Thursday, March 28, 2013
Women, Folklore, and History
March and thus Women's History Month is almost over and I failed to highlight the many older posts I have to celebrate Women, Folklore, and History. One of the draws of folklore for me has been its appeal to both genders. These days fairy tales are often stereotyped into either facile children's literature or escapist women's romance (or in March, underdog basketball teams).

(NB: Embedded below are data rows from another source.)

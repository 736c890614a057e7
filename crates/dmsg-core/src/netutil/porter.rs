//! Local port allocation
//!
//! A [`Porter`] maps 16-bit ports to values (listeners, connections) and
//! hands out a [`PortGuard`] per reservation. Releasing a guard is
//! idempotent and only ever frees the reservation it was created for.

use std::collections::HashMap;
use std::fmt;
use std::sync::{Arc, Mutex, RwLock};

/// First port handed out by [`Porter::reserve_ephemeral`]
pub const MIN_EPHEMERAL: u16 = 49152;

struct PortState<V> {
    ports: HashMap<u16, (u64, V)>,
    next_ephemeral: u16,
    next_token: u64,
}

/// Port-to-value table with reservation guards
pub struct Porter<V> {
    state: Arc<RwLock<PortState<V>>>,
}

impl<V> Clone for Porter<V> {
    fn clone(&self) -> Self {
        Self {
            state: Arc::clone(&self.state),
        }
    }
}

impl<V: Clone + Send + Sync + 'static> Porter<V> {
    pub fn new() -> Self {
        Self {
            state: Arc::new(RwLock::new(PortState {
                ports: HashMap::new(),
                next_ephemeral: MIN_EPHEMERAL,
                next_token: 0,
            })),
        }
    }

    fn write(&self) -> std::sync::RwLockWriteGuard<'_, PortState<V>> {
        self.state.write().unwrap_or_else(|e| e.into_inner())
    }

    fn read(&self) -> std::sync::RwLockReadGuard<'_, PortState<V>> {
        self.state.read().unwrap_or_else(|e| e.into_inner())
    }

    fn insert(&self, state: &mut PortState<V>, port: u16, value: V) -> PortGuard {
        let token = state.next_token;
        state.next_token += 1;
        state.ports.insert(port, (token, value));

        let weak = Arc::downgrade(&self.state);
        PortGuard::new(port, move || {
            if let Some(state) = weak.upgrade() {
                let mut state = state.write().unwrap_or_else(|e| e.into_inner());
                if state.ports.get(&port).is_some_and(|(t, _)| *t == token) {
                    let removed = state.ports.remove(&port);
                    drop(state);
                    drop(removed);
                }
            }
        })
    }

    /// Reserve `port`, returning None when it is 0 or already taken
    pub fn reserve(&self, port: u16, value: V) -> Option<PortGuard> {
        if port == 0 {
            return None;
        }
        let mut state = self.write();
        if state.ports.contains_key(&port) {
            return None;
        }
        Some(self.insert(&mut state, port, value))
    }

    /// Reserve the next free port at or above [`MIN_EPHEMERAL`]
    ///
    /// Allocation cycles through the ephemeral range; None means every
    /// ephemeral port is taken.
    pub fn reserve_ephemeral(&self, value: V) -> Option<(u16, PortGuard)> {
        let mut state = self.write();
        let span = (u16::MAX - MIN_EPHEMERAL) as u32 + 1;
        let mut port = state.next_ephemeral;
        for _ in 0..span {
            let candidate = port;
            port = if port == u16::MAX {
                MIN_EPHEMERAL
            } else {
                port + 1
            };
            if !state.ports.contains_key(&candidate) {
                state.next_ephemeral = port;
                let guard = self.insert(&mut state, candidate, value);
                return Some((candidate, guard));
            }
        }
        None
    }

    /// Value bound to `port`
    pub fn port_value(&self, port: u16) -> Option<V> {
        self.read().ports.get(&port).map(|(_, v)| v.clone())
    }

    /// Snapshot of every reserved port and its value
    pub fn port_values(&self) -> Vec<(u16, V)> {
        let mut values: Vec<(u16, V)> = self
            .read()
            .ports
            .iter()
            .map(|(port, (_, v))| (*port, v.clone()))
            .collect();
        values.sort_by_key(|(port, _)| *port);
        values
    }

    pub fn is_reserved(&self, port: u16) -> bool {
        self.read().ports.contains_key(&port)
    }

    /// Number of reserved ports
    pub fn len(&self) -> usize {
        self.read().ports.len()
    }

    pub fn is_empty(&self) -> bool {
        self.read().ports.is_empty()
    }

    /// Drop every reservation, returning the values that were bound
    ///
    /// Outstanding guards become no-ops.
    pub fn drain(&self) -> Vec<(u16, V)> {
        let mut state = self.write();
        let mut values: Vec<(u16, V)> = state.ports.drain().map(|(p, (_, v))| (p, v)).collect();
        values.sort_by_key(|(port, _)| *port);
        values
    }
}

impl<V: Clone + Send + Sync + 'static> Default for Porter<V> {
    fn default() -> Self {
        Self::new()
    }
}

type ReleaseFn = Box<dyn FnOnce() + Send>;

/// Reservation of a single port
///
/// The port is released by [`PortGuard::release`] or on drop, whichever
/// comes first; later calls do nothing.
pub struct PortGuard {
    port: u16,
    release: Mutex<Option<ReleaseFn>>,
}

impl PortGuard {
    fn new(port: u16, release: impl FnOnce() + Send + 'static) -> Self {
        Self {
            port,
            release: Mutex::new(Some(Box::new(release))),
        }
    }

    pub fn port(&self) -> u16 {
        self.port
    }

    /// Release the port; returns whether this call released it
    pub fn release(&self) -> bool {
        let release = self
            .release
            .lock()
            .unwrap_or_else(|e| e.into_inner())
            .take();
        match release {
            Some(f) => {
                f();
                true
            }
            None => false,
        }
    }

    pub fn is_released(&self) -> bool {
        self.release
            .lock()
            .unwrap_or_else(|e| e.into_inner())
            .is_none()
    }
}

impl Drop for PortGuard {
    fn drop(&mut self) {
        self.release();
    }
}

impl fmt::Debug for PortGuard {
    fn fmt(&self, f: &mut fmt::Formatter<'_>) -> fmt::Result {
        f.debug_struct("PortGuard")
            .field("port", &self.port)
            .field("released", &self.is_released())
            .finish()
    }
}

We here know that those may be facets to some interpretations of the lore, but they only scratch the surface. And over the years as I have delved more into the history of the tales from their creation to their collecting, I appreciate how much folklore has provided a voice and outlet for women, especially when they had less of one, in centuries past. After all, one of the major and most influential periods of fairy tale history comes from the French salons where so many women wrote fairy tales of their own, coining the term "Contes de fées" or "fairy tales" for us.

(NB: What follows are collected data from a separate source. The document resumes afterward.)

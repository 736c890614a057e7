//! HTTP discovery client

use async_trait::async_trait;
use reqwest::StatusCode;
use serde::Deserialize;

use dmsg_protocol::PubKey;

use super::{Discovery, Entry};
use crate::error::{DiscoveryError, DmsgError};

/// Error body returned by the discovery service
#[derive(Debug, Deserialize)]
pub(crate) struct ApiErrorBody {
    pub error: String,
}

/// Discovery client talking to a discovery service over HTTP
#[derive(Debug, Clone)]
pub struct HttpDiscovery {
    base_url: String,
    http: reqwest::Client,
}

impl HttpDiscovery {
    pub fn new(base_url: impl Into<String>) -> Self {
        Self::with_client(base_url, reqwest::Client::new())
    }

    pub fn with_client(base_url: impl Into<String>, http: reqwest::Client) -> Self {
        let base_url = base_url.into().trim_end_matches('/').to_string();
        Self { base_url, http }
    }

    pub fn base_url(&self) -> &str {
        &self.base_url
    }

    fn entry_url(&self, pk: &PubKey) -> String {
        format!("{}/discovery/entries/{}", self.base_url, pk)
    }

    async fn check(resp: reqwest::Response) -> Result<reqwest::Response, DiscoveryError> {
        let status = resp.status();
        if status.is_success() {
            return Ok(resp);
        }
        if status == StatusCode::NOT_FOUND {
            return Err(DmsgError::DiscEntryNotFound.into());
        }
        let message = match resp.json::<ApiErrorBody>().await {
            Ok(body) => body.error,
            Err(_) => status.canonical_reason().unwrap_or("unknown").to_string(),
        };
        Err(DiscoveryError::Api {
            status: status.as_u16(),
            message,
        })
    }

    async fn get_list(&self, path: &str) -> Result<Vec<Entry>, DiscoveryError> {
        let resp = self
            .http
            .get(format!("{}{}", self.base_url, path))
            .send()
            .await?;
        Ok(Self::check(resp).await?.json().await?)
    }
}

#[async_trait]
impl Discovery for HttpDiscovery {
    async fn entry(&self, pk: &PubKey) -> Result<Entry, DiscoveryError> {
        let resp = self.http.get(self.entry_url(pk)).send().await?;
        let entry: Entry = Self::check(resp).await?.json().await?;
        entry.verify_signature()?;
        Ok(entry)
    }

    async fn post_entry(&self, entry: &Entry) -> Result<(), DiscoveryError> {
        let resp = self
            .http
            .post(self.entry_url(&entry.static_pk))
            .json(entry)
            .send()
            .await?;
        Self::check(resp).await?;
        Ok(())
    }

    async fn available_servers(&self) -> Result<Vec<Entry>, DiscoveryError> {
        self.get_list("/dmsg-discovery/available_servers").await
    }

    async fn client_entries(&self) -> Result<Vec<Entry>, DiscoveryError> {
        self.get_list("/dmsg-discovery/entries").await
    }
}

But even more recently, while collectors and writers like the Grimms, Jacobs and Lang dominated the field's headlines, many women are responsible for the lesser known collections, the books where I find many of the more obscure versions of tales. They were scholars and devoted to the field, building it up with more offerings and comparisons.

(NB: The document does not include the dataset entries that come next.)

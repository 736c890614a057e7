//! dmsgpty host and CLI commands

use std::path::PathBuf;
use std::sync::Arc;

use anyhow::{Context, Result};

use super::{load_config_file, shutdown_signal};
use crate::output::{format_whitelist, print_info, print_success};
use dmsg::Client;
use dmsg_core::config::{ClientConfig, CliNet};
use dmsg_core::disc::{Discovery, HttpDiscovery};
use dmsg_protocol::PubKey;
use dmsgpty::{default_command, Cli, FileWhitelist, Host};

/// Where to reach the local host's CLI listener
///
/// Flags override the `[pty]` section of the config file.
pub fn resolve_cli(
    config_path: Option<&PathBuf>,
    net: Option<CliNet>,
    addr: Option<String>,
) -> Result<Cli> {
    let pty = load_config_file(config_path)?.pty;
    Ok(Cli::new(
        net.unwrap_or(pty.cli_net),
        addr.unwrap_or(pty.cli_addr),
    ))
}

/// Run a pty host until interrupted
pub async fn pty_host_command(
    config_path: Option<&PathBuf>,
    cli_net: Option<CliNet>,
    cli_addr: Option<String>,
) -> Result<()> {
    let file = load_config_file(config_path)?;
    let pty = file.pty;
    pty.keys.validate()?;

    let net = cli_net.unwrap_or(pty.cli_net);
    let addr = cli_addr.unwrap_or(pty.cli_addr);

    let client_config = ClientConfig {
        discovery_url: pty.discovery_url.clone(),
        min_sessions: pty.min_sessions,
        ..file.client
    };
    let discovery: Arc<dyn Discovery> = Arc::new(HttpDiscovery::new(pty.discovery_url.clone()));
    let client = Client::new(
        pty.keys.public_key,
        pty.keys.secret_key,
        discovery,
        client_config,
    );

    let whitelist = FileWhitelist::open(&pty.whitelist_path)
        .await
        .with_context(|| format!("Failed to open whitelist {:?}", pty.whitelist_path))?;
    let host = Host::new(client.clone(), Arc::new(whitelist));

    let serving = client.clone();
    let client_task = tokio::spawn(async move { serving.serve().await });

    print_success(&format!(
        "Pty host {} serving dmsg port {} and CLI on {}://{}",
        host.local_pk(),
        pty.port,
        net,
        addr
    ));

    let serve = async {
        tokio::try_join!(host.listen_and_serve(pty.port), host.serve_cli(net, &addr))
    };
    tokio::pin!(serve);

    let result = tokio::select! {
        res = &mut serve => res,
        _ = shutdown_signal() => {
            host.close();
            serve.await
        }
    };

    host.close();
    if let Err(e) = client.close().await {
        tracing::debug!("Client close: {}", e);
    }
    match client_task.await {
        Ok(Err(e)) => tracing::warn!("Client stopped with error: {}", e),
        Err(e) => tracing::warn!("Client task failed: {}", e),
        Ok(Ok(())) => {}
    }

    result.context("Pty host failed")?;
    Ok(())
}

/// Print the host's whitelist
pub async fn whitelist_command(cli: &Cli, json: bool) -> Result<()> {
    let keys = cli
        .whitelist_client()
        .await
        .with_context(|| format!("Failed to connect to pty host at {}://{}", cli.net, cli.addr))?
        .view()
        .await?;

    if json {
        println!("{}", serde_json::to_string_pretty(&keys)?);
    } else {
        println!("{}", format_whitelist(&keys));
    }
    Ok(())
}

pub async fn whitelist_add_command(cli: &Cli, keys: &[PubKey]) -> Result<()> {
    cli.whitelist_client()
        .await
        .with_context(|| format!("Failed to connect to pty host at {}://{}", cli.net, cli.addr))?
        .add(keys)
        .await?;
    print_success(&format!("Added {} key(s) to the whitelist", keys.len()));
    Ok(())
}

pub async fn whitelist_remove_command(cli: &Cli, keys: &[PubKey]) -> Result<()> {
    cli.whitelist_client()
        .await
        .with_context(|| format!("Failed to connect to pty host at {}://{}", cli.net, cli.addr))?
        .remove(keys)
        .await?;
    print_success(&format!("Removed {} key(s) from the whitelist", keys.len()));
    Ok(())
}

/// Start an interactive pty, locally or on the remote host `pk:port`
pub async fn pty_start_command(
    cli: &Cli,
    remote: Option<(PubKey, u16)>,
    command: Option<String>,
    args: &[String],
) -> Result<()> {
    let name = command.unwrap_or_else(default_command);

    match remote {
        Some((pk, port)) => {
            print_info(&format!("Starting {} on {}:{} (Ctrl+] to detach)", name, pk, port));
            cli.start_remote_pty(pk, port, &name, args).await?;
        }
        None => {
            print_info(&format!("Starting {} (Ctrl+] to detach)", name));
            cli.start_pty(&name, args).await?;
        }
    }
    Ok(())
}
//! JSON RPC over any byte stream
//!
//! Messages are JSON documents behind a `u32` big-endian length prefix.
//! Servers run every call in its own task so a blocking `Read` does not
//! hold up a `Write` on the same connection; clients match responses to
//! calls by `id`.

use std::io;
use std::sync::atomic::{AtomicU64, Ordering};
use std::sync::Arc;

use async_trait::async_trait;
use bytes::Bytes;
use dashmap::DashMap;
use futures::{SinkExt, StreamExt};
use serde::de::DeserializeOwned;
use serde::{Deserialize, Serialize};
use serde_json::Value;
use thiserror::Error;
use tokio::io::{AsyncRead, AsyncWrite};
use tokio::sync::{mpsc, oneshot};
use tokio::task::{JoinHandle, JoinSet};
use tokio_util::codec::{Framed, LengthDelimitedCodec};
use tokio_util::sync::CancellationToken;

const OUTGOING_QUEUE: usize = 64;

/// RPC transport and call errors
#[derive(Error, Debug)]
pub enum RpcError {
    /// The serving end reported an error for this call
    #[error("{0}")]
    Remote(String),

    #[error("unknown RPC method: {0}")]
    UnknownMethod(String),

    #[error("bad params for {method}: {reason}")]
    BadParams { method: String, reason: String },

    /// The connection closed with the call outstanding
    #[error("RPC connection closed")]
    ConnectionClosed,

    #[error("RPC encoding error: {0}")]
    Json(#[from] serde_json::Error),

    #[error("RPC I/O error: {0}")]
    Io(#[from] io::Error),
}

#[derive(Debug, Clone, Serialize, Deserialize)]
pub struct RpcRequest {
    pub id: u64,
    pub method: String,
    #[serde(default)]
    pub params: Value,
}

#[derive(Debug, Clone, Serialize, Deserialize)]
pub struct RpcResponse {
    pub id: u64,
    #[serde(default, skip_serializing_if = "Option::is_none")]
    pub result: Option<Value>,
    #[serde(default, skip_serializing_if = "Option::is_none")]
    pub error: Option<String>,
}

impl RpcResponse {
    fn from_result(id: u64, res: Result<Value, String>) -> Self {
        match res {
            Ok(v) => Self {
                id,
                result: Some(v),
                error: None,
            },
            Err(e) => Self {
                id,
                result: None,
                error: Some(e),
            },
        }
    }
}

/// Something that answers RPC calls by method name
///
/// The error string is handed to the caller as [`RpcError::Remote`].
#[async_trait]
pub trait RpcService: Send + Sync + 'static {
    async fn call(&self, method: &str, params: Value) -> Result<Value, String>;
}

/// Decode the params of `method`
pub fn params<P: DeserializeOwned>(method: &str, params: Value) -> Result<P, RpcError> {
    serde_json::from_value(params).map_err(|e| RpcError::BadParams {
        method: method.to_string(),
        reason: e.to_string(),
    })
}

/// Encode a call result
pub fn result<R: Serialize>(value: R) -> Result<Value, RpcError> {
    Ok(serde_json::to_value(value)?)
}

/// Serve `service` on `io` until the peer hangs up
///
/// Calls still running when the connection ends are aborted.
pub async fn serve<T, S>(io: T, service: Arc<S>) -> Result<(), RpcError>
where
    T: AsyncRead + AsyncWrite + Send + 'static,
    S: RpcService + ?Sized,
{
    let (mut sink, mut frames) = Framed::new(io, LengthDelimitedCodec::new()).split();
    let (tx, mut rx) = mpsc::channel::<RpcResponse>(OUTGOING_QUEUE);

    let writer = tokio::spawn(async move {
        while let Some(resp) = rx.recv().await {
            let body = serde_json::to_vec(&resp)?;
            sink.send(Bytes::from(body)).await?;
        }
        Ok::<_, RpcError>(())
    });

    let mut calls = JoinSet::new();
    let result = loop {
        let frame = match frames.next().await {
            Some(Ok(frame)) => frame,
            Some(Err(e)) => break Err(e.into()),
            None => break Ok(()),
        };
        let req: RpcRequest = match serde_json::from_slice(&frame) {
            Ok(req) => req,
            Err(e) => break Err(e.into()),
        };

        tracing::trace!(id = req.id, method = %req.method, "RPC call");
        let service = Arc::clone(&service);
        let tx = tx.clone();
        calls.spawn(async move {
            let res = service.call(&req.method, req.params).await;
            let _ = tx.send(RpcResponse::from_result(req.id, res)).await;
        });
        // Reap finished calls so the set stays small on long connections.
        while calls.try_join_next().is_some() {}
    };

    calls.abort_all();
    drop(tx);
    while calls.join_next().await.is_some() {}
    match writer.await {
        Ok(Err(e)) if result.is_ok() => Err(e),
        _ => result,
    }
}

type Pending = DashMap<u64, oneshot::Sender<RpcResponse>>;

/// Client side of an RPC connection
pub struct RpcClient {
    outgoing: mpsc::Sender<Bytes>,
    pending: Arc<Pending>,
    next_id: AtomicU64,
    closed: CancellationToken,
    reader: JoinHandle<()>,
}

impl RpcClient {
    pub fn new<T>(io: T) -> Self
    where
        T: AsyncRead + AsyncWrite + Send + 'static,
    {
        let (mut sink, mut frames) = Framed::new(io, LengthDelimitedCodec::new()).split();
        let (outgoing, mut rx) = mpsc::channel::<Bytes>(OUTGOING_QUEUE);
        let pending: Arc<Pending> = Arc::new(DashMap::new());
        let closed = CancellationToken::new();

        tokio::spawn(async move {
            while let Some(body) = rx.recv().await {
                if let Err(e) = sink.send(body).await {
                    tracing::debug!(error = %e, "RPC write failed");
                    return;
                }
            }
            let _ = sink.close().await;
        });

        let reader = {
            let pending = Arc::clone(&pending);
            let closed = closed.clone();
            tokio::spawn(async move {
                while let Some(Ok(frame)) = frames.next().await {
                    match serde_json::from_slice::<RpcResponse>(&frame) {
                        Ok(resp) => {
                            if let Some((_, tx)) = pending.remove(&resp.id) {
                                let _ = tx.send(resp);
                            }
                        }
                        Err(e) => {
                            tracing::warn!(error = %e, "Malformed RPC response");
                            break;
                        }
                    }
                }
                closed.cancel();
                pending.clear();
            })
        };

        Self {
            outgoing,
            pending,
            next_id: AtomicU64::new(1),
            closed,
            reader,
        }
    }

    pub fn is_closed(&self) -> bool {
        self.closed.is_cancelled()
    }

    pub async fn call<P, R>(&self, method: &str, params: &P) -> Result<R, RpcError>
    where
        P: Serialize + ?Sized,
        R: DeserializeOwned,
    {
        let id = self.next_id.fetch_add(1, Ordering::Relaxed);
        let body = serde_json::to_vec(&RpcRequest {
            id,
            method: method.to_string(),
            params: serde_json::to_value(params)?,
        })?;

        let (tx, rx) = oneshot::channel();
        self.pending.insert(id, tx);
        // The reader cancels before clearing, so an insert it missed is seen here.
        if self.closed.is_cancelled() {
            self.pending.remove(&id);
            return Err(RpcError::ConnectionClosed);
        }
        if self.outgoing.send(Bytes::from(body)).await.is_err() {
            self.pending.remove(&id);
            return Err(RpcError::ConnectionClosed);
        }

        let resp = rx.await.map_err(|_| RpcError::ConnectionClosed)?;
        if let Some(err) = resp.error {
            return Err(RpcError::Remote(err));
        }
        Ok(serde_json::from_value(resp.result.unwrap_or(Value::Null))?)
    }
}

impl Drop for RpcClient {
    fn drop(&mut self) {
        self.reader.abort();
    }
}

The above book is the highly recommended Women and Tradition: A Neglected Group of Folklorists edited by Carmen Blacker and Hilda Ellis Davidson. It discusses some of those women and their contributions to the field.
The traffic and readership on this blog has increased quite a bit since March 2010 so I wanted to point new readers to my Women in Folklore month of posts from that time when I shared daily posts on the subject for Women's History Month. You'll have to page through the month backward though that link but since the posts were not very chronological, but mostly freestanding, it doesn't matter much.